Origen de expresiones que siempre utilizas y no sabías su significado

La lengua española, con siglos de historia, tiene una inmensa riqueza lingüística. Si bien la lengua ha ido enriqueciéndose conforme surgían nuevas necesidades de expresión. Frases hechas, anglicismos y hasta palabras inventadas se han integrado en nuestro día a día para ayudarnos a explicar aquello antes no requería explicación.

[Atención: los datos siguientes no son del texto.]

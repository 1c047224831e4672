//! Key Vault identifiers.
//!
//! Two shapes are involved when binding a certificate from Key Vault:
//!
//! - The ARM resource identifier of the vault itself
//!   (`/subscriptions/{s}/resourceGroups/{rg}/providers/Microsoft.KeyVault/vaults/{name}`).
//! - The data-plane URL of an item inside the vault, called a nested item
//!   (`https://{vault}.vault.azure.net/{kind}/{name}[/{version}]`).
//!
//! A nested item without a version refers to the latest version of the item.

use std::fmt;
use std::str::FromStr;

use serde::{Deserialize, Serialize};
use url::Url;

use crate::error::{IdError, Result};
use crate::resource_id::{Segment, format_segments, parse_segments};

/// Nested item kind used for certificates.
pub const CERTIFICATES: &str = "certificates";

const KEY_VAULT_LAYOUT: &[Segment] = &[
    Segment::Static("subscriptions"),
    Segment::Value("subscriptionId"),
    Segment::Static("resourceGroups"),
    Segment::Value("resourceGroupName"),
    Segment::Static("providers"),
    Segment::Static("Microsoft.KeyVault"),
    Segment::Static("vaults"),
    Segment::Value("vaultName"),
];

/// ARM identifier of a Key Vault.
#[derive(Debug, Clone, PartialEq, Eq, Hash, Serialize, Deserialize)]
#[serde(try_from = "String", into = "String")]
pub struct KeyVaultId {
    pub subscription_id: String,
    pub resource_group_name: String,
    pub vault_name: String,
}

impl KeyVaultId {
    pub fn new(
        subscription_id: impl Into<String>,
        resource_group_name: impl Into<String>,
        vault_name: impl Into<String>,
    ) -> Self {
        Self {
            subscription_id: subscription_id.into(),
            resource_group_name: resource_group_name.into(),
            vault_name: vault_name.into(),
        }
    }

    pub fn parse(input: &str) -> Result<Self> {
        let values = parse_segments("Key Vault", input, KEY_VAULT_LAYOUT)?;
        let [subscription_id, resource_group_name, vault_name]: [String; 3] = values
            .try_into()
            .map_err(|_| IdError::Empty { kind: "Key Vault" })?;
        Ok(Self {
            subscription_id,
            resource_group_name,
            vault_name,
        })
    }

    pub fn id(&self) -> String {
        format_segments(
            KEY_VAULT_LAYOUT,
            &[
                &self.subscription_id,
                &self.resource_group_name,
                &self.vault_name,
            ],
        )
    }
}

impl fmt::Display for KeyVaultId {
    fn fmt(&self, f: &mut fmt::Formatter<'_>) -> fmt::Result {
        write!(f, "Key Vault (Subscription: {:?}", self.subscription_id)?;
        write!(f, " / Resource Group Name: {:?}", self.resource_group_name)?;
        write!(f, " / Vault Name: {:?})", self.vault_name)
    }
}

impl TryFrom<String> for KeyVaultId {
    type Error = IdError;

    fn try_from(value: String) -> Result<Self> {
        Self::parse(&value)
    }
}

impl From<KeyVaultId> for String {
    fn from(value: KeyVaultId) -> Self {
        value.id()
    }
}

/// Authority of `input` as written, without user info.
///
/// `Url` lowercases hosts, which would make a reference read back differently
/// from how it was configured.
fn raw_authority(input: &str) -> Option<&str> {
    let (_, rest) = input.split_once("://")?;
    let end = rest.find(['/', '?', '#']).unwrap_or(rest.len());
    let authority = &rest[..end];
    let authority = authority.rsplit_once('@').map_or(authority, |(_, host)| host);
    (!authority.is_empty()).then_some(authority)
}

fn strip_port(authority: &str) -> &str {
    match authority.rfind(':') {
        Some(i) if !authority[i..].contains(']') => &authority[..i],
        _ => authority,
    }
}

/// An item (certificate, secret or key) stored inside a Key Vault.
#[derive(Debug, Clone, PartialEq, Eq, Hash, Serialize, Deserialize)]
#[serde(try_from = "String", into = "String")]
pub struct NestedItemId {
    /// Vault base URL, always ending in `/`.
    pub key_vault_base_url: String,
    pub nested_item_type: String,
    pub name: String,
    /// Empty when the identifier tracks the latest version.
    pub version: String,
}

impl NestedItemId {
    /// Builds a nested item identifier from its parts.
    ///
    /// The base URL is normalized to `{scheme}://{host}/` with the host kept as
    /// written; an explicit port is dropped since some Azure APIs report the
    /// vault URL as `host:443`.
    pub fn new(
        key_vault_base_url: &str,
        nested_item_type: impl Into<String>,
        name: impl Into<String>,
        version: impl Into<String>,
    ) -> Result<Self> {
        if key_vault_base_url.trim().is_empty() {
            return Err(IdError::invalid_nested_item(
                key_vault_base_url,
                "vault base URL is empty",
            ));
        }
        let url = Url::parse(key_vault_base_url).map_err(|source| IdError::Url {
            input: key_vault_base_url.to_string(),
            source,
        })?;
        let host = url
            .host_str()
            .and(raw_authority(key_vault_base_url))
            .map(strip_port)
            .ok_or_else(|| {
                IdError::invalid_nested_item(key_vault_base_url, "vault base URL has no host")
            })?;

        Ok(Self {
            key_vault_base_url: format!("{}://{}/", url.scheme(), host),
            nested_item_type: nested_item_type.into(),
            name: name.into(),
            version: version.into(),
        })
    }

    /// Parses an identifier that must carry a version.
    pub fn parse_versioned(input: &str) -> Result<Self> {
        let id = Self::parse_optionally_versioned(input)?;
        if id.version.is_empty() {
            return Err(IdError::invalid_nested_item(
                input,
                "a version is required but none was specified",
            ));
        }
        Ok(id)
    }

    /// Parses an identifier that must not carry a version.
    pub fn parse_versionless(input: &str) -> Result<Self> {
        let id = Self::parse_optionally_versioned(input)?;
        if !id.version.is_empty() {
            return Err(IdError::invalid_nested_item(
                input,
                format!("expected a versionless ID but got version {:?}", id.version),
            ));
        }
        Ok(id)
    }

    /// Parses an identifier with or without a trailing version segment.
    pub fn parse_optionally_versioned(input: &str) -> Result<Self> {
        let url = Url::parse(input).map_err(|source| IdError::Url {
            input: input.to_string(),
            source,
        })?;
        if url.cannot_be_a_base() {
            return Err(IdError::invalid_nested_item(input, "not a hierarchical URL"));
        }
        let authority = url
            .host_str()
            .and(raw_authority(input))
            .ok_or_else(|| IdError::invalid_nested_item(input, "URL has no host"))?;

        let path = url.path().trim_start_matches('/').trim_end_matches('/');
        let components: Vec<&str> = path.split('/').collect();
        if components.len() != 2 && components.len() != 3 {
            return Err(IdError::invalid_nested_item(
                input,
                format!(
                    "expected 2 or 3 path segments, got {}",
                    if path.is_empty() { 0 } else { components.len() }
                ),
            ));
        }
        if components.iter().any(|c| c.is_empty()) {
            return Err(IdError::invalid_nested_item(input, "path segments must not be empty"));
        }

        Ok(Self {
            key_vault_base_url: format!("{}://{}/", url.scheme(), authority),
            nested_item_type: components[0].to_string(),
            name: components[1].to_string(),
            version: components.get(2).map(|v| v.to_string()).unwrap_or_default(),
        })
    }

    /// Version if the identifier pins one.
    pub fn version(&self) -> Option<&str> {
        (!self.version.is_empty()).then_some(self.version.as_str())
    }

    /// The identifier without its version.
    pub fn versionless_id(&self) -> String {
        format!(
            "{}/{}/{}",
            self.key_vault_base_url.trim_end_matches('/'),
            self.nested_item_type,
            self.name
        )
    }

    pub fn id(&self) -> String {
        match self.version() {
            Some(version) => format!("{}/{}", self.versionless_id(), version),
            None => self.versionless_id(),
        }
    }
}

impl fmt::Display for NestedItemId {
    fn fmt(&self, f: &mut fmt::Formatter<'_>) -> fmt::Result {
        f.write_str(&self.id())
    }
}

impl FromStr for NestedItemId {
    type Err = IdError;

    fn from_str(s: &str) -> Result<Self> {
        Self::parse_optionally_versioned(s)
    }
}

impl TryFrom<String> for NestedItemId {
    type Error = IdError;

    fn try_from(value: String) -> Result<Self> {
        Self::parse_optionally_versioned(&value)
    }
}

impl From<NestedItemId> for String {
    fn from(value: NestedItemId) -> Self {
        value.id()
    }
}

/// Accepts a nested item identifier with a version.
pub fn validate_nested_item_id(input: &str) -> Result<()> {
    NestedItemId::parse_versioned(input).map(|_| ())
}

/// Accepts a nested item identifier with or without a version.
pub fn validate_nested_item_id_with_optional_version(input: &str) -> Result<()> {
    NestedItemId::parse_optionally_versioned(input).map(|_| ())
}

#[cfg(test)]
mod tests {
    use super::*;

    #[test]
    fn test_parse_versioned_nested_item() {
        let id = NestedItemId::parse_versioned(
            "https://vault1.vault.azure.net/certificates/mycert/abc123",
        )
        .unwrap();
        assert_eq!(id.key_vault_base_url, "https://vault1.vault.azure.net/");
        assert_eq!(id.nested_item_type, "certificates");
        assert_eq!(id.name, "mycert");
        assert_eq!(id.version(), Some("abc123"));
        assert_eq!(
            id.id(),
            "https://vault1.vault.azure.net/certificates/mycert/abc123"
        );
    }

    #[test]
    fn test_parse_versionless_nested_item() {
        let input = "https://vault1.vault.azure.net/certificates/mycert";
        let id = NestedItemId::parse_optionally_versioned(input).unwrap();
        assert_eq!(id.version(), None);
        assert_eq!(id.id(), input);

        assert!(NestedItemId::parse_versioned(input).is_err());
        assert!(NestedItemId::parse_versionless(input).is_ok());
    }

    #[test]
    fn test_trailing_slash_is_ignored() {
        let id =
            NestedItemId::parse_optionally_versioned("https://v.vault.azure.net/secrets/s/").unwrap();
        assert_eq!(id.id(), "https://v.vault.azure.net/secrets/s");
    }

    #[test]
    fn test_reformat_preserves_version_presence() {
        let inputs = [
            "https://vault1.vault.azure.net/certificates/mycert/abc123",
            "https://vault1.vault.azure.net/certificates/mycert",
            "https://other.vault.azure.net/secrets/tls/0f1e2d3c4b5a69788796a5b4c3d2e1f0",
            "https://other.vault.azure.net/keys/signing",
        ];
        for input in inputs {
            let parsed = NestedItemId::parse_optionally_versioned(input).unwrap();
            let rebuilt = NestedItemId::new(
                &parsed.key_vault_base_url,
                parsed.nested_item_type.clone(),
                parsed.name.clone(),
                parsed.version.clone(),
            )
            .unwrap();
            assert_eq!(rebuilt.id(), input);
        }
    }

    #[test]
    fn test_rejects_wrong_segment_count() {
        assert!(NestedItemId::parse_optionally_versioned("https://v.vault.azure.net/").is_err());
        assert!(
            NestedItemId::parse_optionally_versioned("https://v.vault.azure.net/certificates")
                .is_err()
        );
        assert!(
            NestedItemId::parse_optionally_versioned(
                "https://v.vault.azure.net/certificates/a/b/c"
            )
            .is_err()
        );
    }

    #[test]
    fn test_rejects_non_url() {
        let err = NestedItemId::parse_optionally_versioned("certificates/mycert").unwrap_err();
        assert!(matches!(err, IdError::Url { .. }));
    }

    #[test]
    fn test_new_strips_port() {
        let id = NestedItemId::new("https://vault1.vault.azure.net:443/", CERTIFICATES, "c", "")
            .unwrap();
        assert_eq!(id.key_vault_base_url, "https://vault1.vault.azure.net/");

        let id = NestedItemId::new("https://vault1.vault.azure.net:8443", CERTIFICATES, "c", "v")
            .unwrap();
        assert_eq!(id.id(), "https://vault1.vault.azure.net/certificates/c/v");
    }

    #[test]
    fn test_host_case_is_preserved() {
        let input = "https://MyVault.vault.azure.net/certificates/mycert/abc123";
        let parsed = NestedItemId::parse_optionally_versioned(input).unwrap();
        assert_eq!(parsed.key_vault_base_url, "https://MyVault.vault.azure.net/");
        assert_eq!(parsed.id(), input);

        let rebuilt = NestedItemId::new(
            "https://MyVault.vault.azure.net:443/",
            CERTIFICATES,
            "mycert",
            "abc123",
        )
        .unwrap();
        assert_eq!(rebuilt.id(), input);
    }

    #[test]
    fn test_raw_authority() {
        assert_eq!(raw_authority("https://A.b/x"), Some("A.b"));
        assert_eq!(raw_authority("https://user@A.b:8443?q"), Some("A.b:8443"));
        assert_eq!(raw_authority("certificates/mycert"), None);
        assert_eq!(strip_port("A.b:443"), "A.b");
        assert_eq!(strip_port("[::1]"), "[::1]");
        assert_eq!(strip_port("[::1]:443"), "[::1]");
    }

    #[test]
    fn test_new_rejects_empty_base_url() {
        assert!(NestedItemId::new("", CERTIFICATES, "c", "").is_err());
    }

    #[test]
    fn test_validators() {
        assert!(validate_nested_item_id("https://v.vault.azure.net/certificates/c/1").is_ok());
        assert!(validate_nested_item_id("https://v.vault.azure.net/certificates/c").is_err());
        assert!(
            validate_nested_item_id_with_optional_version(
                "https://v.vault.azure.net/certificates/c"
            )
            .is_ok()
        );
    }

    #[test]
    fn test_parse_key_vault_id() {
        let input = "/subscriptions/sub1/resourceGroups/rg1/providers/Microsoft.KeyVault/vaults/vault1";
        let id = KeyVaultId::parse(input).unwrap();
        assert_eq!(id.vault_name, "vault1");
        assert_eq!(id.id(), input);
        assert!(KeyVaultId::parse("/subscriptions/sub1/resourceGroups/rg1").is_err());
    }
}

Es por ello que muchos dichos de antaño que para nosotros no tienen aparente sentido, son en realidad consecuencia de una historia u ocurrencia de su época.

Tirarse a la bartola

Aunque bartola se dice coloquialmente a la barriga , la expresión procede de las fiestas de San Bartolomé, celebración al término de las cosechas que representaban un periodo de descanso para los jornaleros, quienes se ‘tumbaban o tiraban a la bartola’

¡Esto es Jauja!

Si bien nos referimos a ‘jauja’ como un lugar donde todo sale extremadamente bien y está dispuesto para el disfrute del que se encuentra en él, lo cierto es que el lugar existe realmente: Jauja es capital de la provincia de Jauja, en Junín. Un lugar que según cuentan, el conquistador Francisco Pizarro visitó y tras una grata experiencia gracias a su gran cantidad de alimentos y un clima perfecto, Jauja se hizo famosa.

Montar un pollo

Cuando hablamos de «montar un pollo» nos referimos a armar un escándolo. La palabra poyo procede del latín podium. El podio era un lugar en alto donde se subían los oradores para pronunciar sus discursos, lo cual solía terminar en grandes disputas. Aunque la palabra ha ido deformándose pareciendo referirse a pollo como ave, en realidad este es su origen.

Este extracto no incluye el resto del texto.